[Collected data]
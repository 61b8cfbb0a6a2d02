use std::fs::File;
use std::path::Path;

use docx_rs::{read_docx, DocumentChild, Docx, Paragraph, ParagraphChild, Run, RunChild};

use crate::errors::ScreeningError;

/// Reads the text of every top-level paragraph, in document order.
/// Runs inside a paragraph are concatenated; empty paragraphs are kept as "".
pub fn read_paragraphs(path: &Path) -> Result<Vec<String>, ScreeningError> {
    let bytes = std::fs::read(path)?;
    let docx = read_docx(&bytes).map_err(|e| ScreeningError::document(path, e))?;

    let mut paragraphs = Vec::new();
    for child in &docx.document.children {
        if let DocumentChild::Paragraph(p) = child {
            let mut text = String::new();
            for pc in &p.children {
                if let ParagraphChild::Run(run) = pc {
                    for rc in &run.children {
                        if let RunChild::Text(t) = rc {
                            text.push_str(&t.text);
                        }
                    }
                }
            }
            paragraphs.push(text);
        }
    }
    Ok(paragraphs)
}

/// Writes a new document with one plain paragraph per entry.
pub fn write_paragraphs(path: &Path, paragraphs: &[String]) -> Result<(), ScreeningError> {
    pack_paragraphs(File::create(path)?, path, paragraphs)
}

/// Packs the paragraphs into an already opened `file`; `path` is only for errors.
pub fn pack_paragraphs(file: File, path: &Path, paragraphs: &[String]) -> Result<(), ScreeningError> {
    let docx = paragraphs.iter().fold(Docx::new(), |doc, text| {
        doc.add_paragraph(Paragraph::new().add_run(Run::new().add_text(text)))
    });

    docx.build()
        .pack(file)
        .map_err(|e| ScreeningError::document(path, e))
}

Task directions: Your response should contain each line of the entries above that holds the string "bytes".

Output:
    let bytes = std::fs::read(path)?;
    let docx = read_docx(&bytes).map_err(|e| ScreeningError::document(path, e))?;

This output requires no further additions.